Ieri sera la coalizione formata da ecologisti, socialisti e comunisti si è ritrovata al 72 di boulevard Marguerite-de-Rochechouart nel 9° arrondissement di Parigi, per assistere agli exit poll del secondo turno delle legislative. Una grande folla ha occupato le strade nei pressi della conferenza. La maggior parte giovani studenti e attivisti che nell’ultimo mese hanno seguito con fervore il risvegliarsi di una sinistra che sembrava ormai morta. Alle 20 i primi risultati: Macron non raggiunge la maggioranza assoluta. Urla e canti di gioia per il risultato raggiunto malgrado gli 89 seggi vinti dal Rassemblement National, partito di estrema destra di Marine Le Pen. L’obbiettivo è stato semi raggiunto. Macron non è riuscito nel suo intento e Nupes ha fatto in modo che il Presidente da ora fino alle prossime elezioni dovrà confrontarsi costantemente con una coalizione di opposizione che ha preso voti più di quanto ci si aspettava.

Il primo a salire sul palco è stato Jean-Luc Mélenchon, l’uomo che è riuscito in poco più di un mese a riunire quasi tutte le sinistre e a ribaltare i risultati delle elezioni del 2017, portando milioni di persone tra le sue fila. “Il fallimento del partito presidenziale è totale.
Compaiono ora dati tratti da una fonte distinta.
//! External service integrations.

pub mod services {
    pub use crate::services::*;
}

pub mod db_storage {
    pub use crate::db_storage::*;
}
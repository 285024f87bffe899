use serde::Deserialize;

#[derive(Debug, Clone, Deserialize)]
pub struct Config {
    pub database_url: Option<String>, // Falls back to the in-memory cache when unset
    pub port: u16,
    pub registry_base_url: String,
    pub registry_api_key: String,
    pub history_base_url: String,
    pub history_api_key: String,
    pub provider_timeout_secs: u64,
    pub provider_max_retries: u32,
    pub cache_freshness_days: i64,
    pub cache_max_capacity: u64,
}

impl Config {
    pub fn from_env() -> anyhow::Result<Self> {
        dotenvy::dotenv().ok();

        let config = Self {
            database_url: std::env::var("DB_URL")
                .or_else(|_| std::env::var("DATABASE_URL"))
                .ok()
                .filter(|s| !s.trim().is_empty())
                .map(|url| {
                    if !url.starts_with("postgresql://") && !url.starts_with("postgres://") {
                        anyhow::bail!("DATABASE_URL must start with postgresql:// or postgres://");
                    }
                    Ok(url)
                })
                .transpose()?,
            port: std::env::var("PORT")
                .unwrap_or_else(|_| "3000".to_string())
                .parse()
                .map_err(|_| anyhow::anyhow!("PORT must be a valid number between 1-65535"))?,
            registry_base_url: required_url("REGISTRY_BASE_URL")?,
            registry_api_key: required_secret("REGISTRY_API_KEY")?,
            history_base_url: required_url("HISTORY_BASE_URL")?,
            history_api_key: required_secret("HISTORY_API_KEY")?,
            provider_timeout_secs: std::env::var("PROVIDER_TIMEOUT_SECS")
                .unwrap_or_else(|_| "10".to_string())
                .parse::<u64>()
                .ok()
                .filter(|secs| *secs > 0)
                .ok_or_else(|| anyhow::anyhow!("PROVIDER_TIMEOUT_SECS must be a positive number"))?,
            provider_max_retries: std::env::var("PROVIDER_MAX_RETRIES")
                .unwrap_or_else(|_| "1".to_string())
                .parse()
                .map_err(|_| anyhow::anyhow!("PROVIDER_MAX_RETRIES must be a number"))?,
            cache_freshness_days: std::env::var("CACHE_FRESHNESS_DAYS")
                .unwrap_or_else(|_| "30".to_string())
                .parse::<i64>()
                .ok()
                .filter(|days| *days > 0)
                .ok_or_else(|| anyhow::anyhow!("CACHE_FRESHNESS_DAYS must be a positive number"))?,
            cache_max_capacity: std::env::var("CACHE_MAX_CAPACITY")
                .unwrap_or_else(|_| "50000".to_string())
                .parse()
                .map_err(|_| anyhow::anyhow!("CACHE_MAX_CAPACITY must be a number"))?,
        };

        // Log successful configuration load (without sensitive values)
        tracing::info!("Configuration loaded successfully");
        if let Some(ref url) = config.database_url {
            tracing::debug!("Database URL: {}...", redacted_prefix(url));
        } else {
            tracing::info!("No DATABASE_URL configured, using in-memory cache");
        }
        tracing::debug!("Registry Base URL: {}", config.registry_base_url);
        tracing::debug!("History Base URL: {}", config.history_base_url);
        tracing::debug!(
            "Provider timeout: {}s, max retries: {}",
            config.provider_timeout_secs,
            config.provider_max_retries
        );
        tracing::debug!("Cache freshness window: {} days", config.cache_freshness_days);
        tracing::debug!("Server Port: {}", config.port);

        Ok(config)
    }
}

fn required_url(name: &str) -> anyhow::Result<String> {
    let url = std::env::var(name)
        .map_err(|_| anyhow::anyhow!("{} environment variable required", name))?;
    if url.trim().is_empty() {
        anyhow::bail!("{} cannot be empty", name);
    }
    if !url.starts_with("http://") && !url.starts_with("https://") {
        anyhow::bail!("{} must start with http:// or https://", name);
    }
    Ok(url.trim_end_matches('/').to_string())
}

fn required_secret(name: &str) -> anyhow::Result<String> {
    let value = std::env::var(name)
        .map_err(|_| anyhow::anyhow!("{} environment variable required", name))?;
    if value.trim().is_empty() {
        anyhow::bail!("{} cannot be empty", name);
    }
    Ok(value)
}

/// First 20 characters of a connection string, enough to identify the host
/// without the credentials.
fn redacted_prefix(url: &str) -> String {
    url.chars().take(20).collect()
}
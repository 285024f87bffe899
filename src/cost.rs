use chrono::{DateTime, Utc};
use serde::Serialize;
use std::sync::{Mutex, MutexGuard, PoisonError};
use uuid::Uuid;

use crate::models::ProviderId;

/// One billable provider call.
#[derive(Debug, Clone, PartialEq, Eq, Serialize)]
pub struct PaidCall {
    pub id: Uuid,
    pub plate: String,
    pub provider: ProviderId,
    pub at: DateTime<Utc>,
}

/// Ledger of every paid provider call made by this process.
///
/// Only confirmed successes are recorded. A request that timed out may still
/// have been billed upstream and is not counted here.
#[derive(Debug, Default)]
pub struct CostAccountant {
    events: Mutex<Vec<PaidCall>>,
}

impl CostAccountant {
    pub fn new() -> Self {
        Self::default()
    }

    fn events_guard(&self) -> MutexGuard<'_, Vec<PaidCall>> {
        self.events.lock().unwrap_or_else(PoisonError::into_inner)
    }

    /// Records a paid call and returns the stored event.
    pub fn record(&self, plate: &str, provider: ProviderId) -> PaidCall {
        let event = PaidCall {
            id: Uuid::new_v4(),
            plate: plate.to_string(),
            provider,
            at: Utc::now(),
        };
        tracing::info!(
            paid_call = %event.id,
            plate = %event.plate,
            provider = %event.provider,
            "Paid provider call recorded"
        );
        self.events_guard().push(event.clone());
        event
    }

    pub fn total(&self) -> usize {
        self.events_guard().len()
    }

    pub fn for_plate(&self, plate: &str) -> usize {
        self.events_guard().iter().filter(|e| e.plate == plate).count()
    }

    pub fn by_provider(&self, provider: ProviderId) -> usize {
        self.events_guard()
            .iter()
            .filter(|e| e.provider == provider)
            .count()
    }

    /// Snapshot of every recorded event, oldest first.
    pub fn events(&self) -> Vec<PaidCall> {
        self.events_guard().clone()
    }
}
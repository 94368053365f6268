//! Entry points for a host runtime that hands over raw byte buffers.
//!
//! Buffers are validated here and converted into fixed-size values before
//! they reach the verifier; nothing past this module re-checks lengths.
use crate::algorithm::EpochAlgorithm;
use crate::error::Error;
use crate::hash;
use crate::types::{
    nonce_from_le_slice, HeaderHash, MixHash, Nonce, Verification, HASH_BYTES, NONCE_BYTES,
};
use crate::verifier::ProofOfWorkVerifier;

/// Verify a FiroPoW solution given as raw buffers.
///
/// `nonce` holds the 8 little-endian bytes of the 64-bit nonce. On success the
/// recomputed result hash is written to `hash_out` whatever the verdict; on
/// error `hash_out` is left untouched.
pub fn firopow<A: EpochAlgorithm>(
    verifier: &ProofOfWorkVerifier<A>,
    header_hash: &[u8],
    nonce: &[u8],
    block_height: i64,
    mix_hash: &[u8],
    hash_out: &mut [u8],
) -> Result<bool, Error> {
    let header_hash = HeaderHash::from_slice(header_hash)?;
    let nonce = nonce_from_le_slice(nonce)?;
    let mix_hash = MixHash::from_slice(mix_hash)?;
    let height = u64::try_from(block_height).map_err(|_| {
        Error::InvalidArgument(format!("block height must be >= 0, got {block_height}"))
    })?;
    if hash_out.len() != HASH_BYTES {
        return Err(Error::InvalidArgument(format!(
            "output buffer must be {HASH_BYTES} bytes, got {}",
            hash_out.len()
        )));
    }

    let verification = verifier.verify(&header_hash, nonce, height, &mix_hash)?;
    hash_out.copy_from_slice(verification.result_hash.as_bytes());
    Ok(verification.valid)
}

/// Double SHA-256 of `input`, returned as a freshly allocated 32-byte buffer.
pub fn sha256d(input: &[u8]) -> Vec<u8> {
    hash::sha256d(input).to_vec()
}

/// A share as submitted by a miner over stratum, already decoded.
#[derive(Debug, Clone, Copy, PartialEq, Eq, serde::Serialize, serde::Deserialize)]
pub struct Share {
    pub header_hash: HeaderHash,
    pub nonce: Nonce,
    pub mix_hash: MixHash,
}

impl Share {
    /// Decode the hex fields of a submission.
    ///
    /// Stratum miners send the nonce as big-endian hex, the reverse of the
    /// little-endian buffer [`firopow`] takes.
    pub fn from_hex(header_hash: &str, nonce: &str, mix_hash: &str) -> Result<Self, Error> {
        let header_hash = HeaderHash::from_hex(header_hash)?;
        let mix_hash = MixHash::from_hex(mix_hash)?;
        let digits = nonce.strip_prefix("0x").unwrap_or(nonce);
        if digits.len() != NONCE_BYTES * 2 {
            return Err(Error::InvalidArgument(format!(
                "nonce must be {} hex characters, got {}",
                NONCE_BYTES * 2,
                digits.len()
            )));
        }
        let mut bytes = [0u8; NONCE_BYTES];
        hex::decode_to_slice(digits, &mut bytes)
            .map_err(|e| Error::InvalidArgument(format!("nonce is not valid hex: {e}")))?;
        Ok(Self {
            header_hash,
            nonce: u64::from_be_bytes(bytes),
            mix_hash,
        })
    }

    pub fn verify<A: EpochAlgorithm>(
        &self,
        verifier: &ProofOfWorkVerifier<A>,
        height: u64,
    ) -> Result<Verification, Error> {
        verifier.verify(&self.header_hash, self.nonce, height, &self.mix_hash)
    }
}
Abbiamo raggiunto l’obbiettivo principale che ci siamo prefissati: far cadere colui che con arroganza  aveva fatto il filo a tutto il Paese per farsi eleggere senza che nessuno sapesse per quale motivo”. Così dicendo Mélenchon ha sottolineato l’importanza del risultato raggiunto malgrado la crescita dell’estrema destra. Dalla République en marche (LRM) segni di debolezza con l’uscita di Cristophe Castane, presidente uscente dell’Assemblea nazionale e di Amélie de Montchalin ministro della Transizione ecologica travolti dai candidati Nupes. “Che piacere vedere espulsi l’egregio Castaner e l’insultante Montchalin” ha commentato il leader della Nupes.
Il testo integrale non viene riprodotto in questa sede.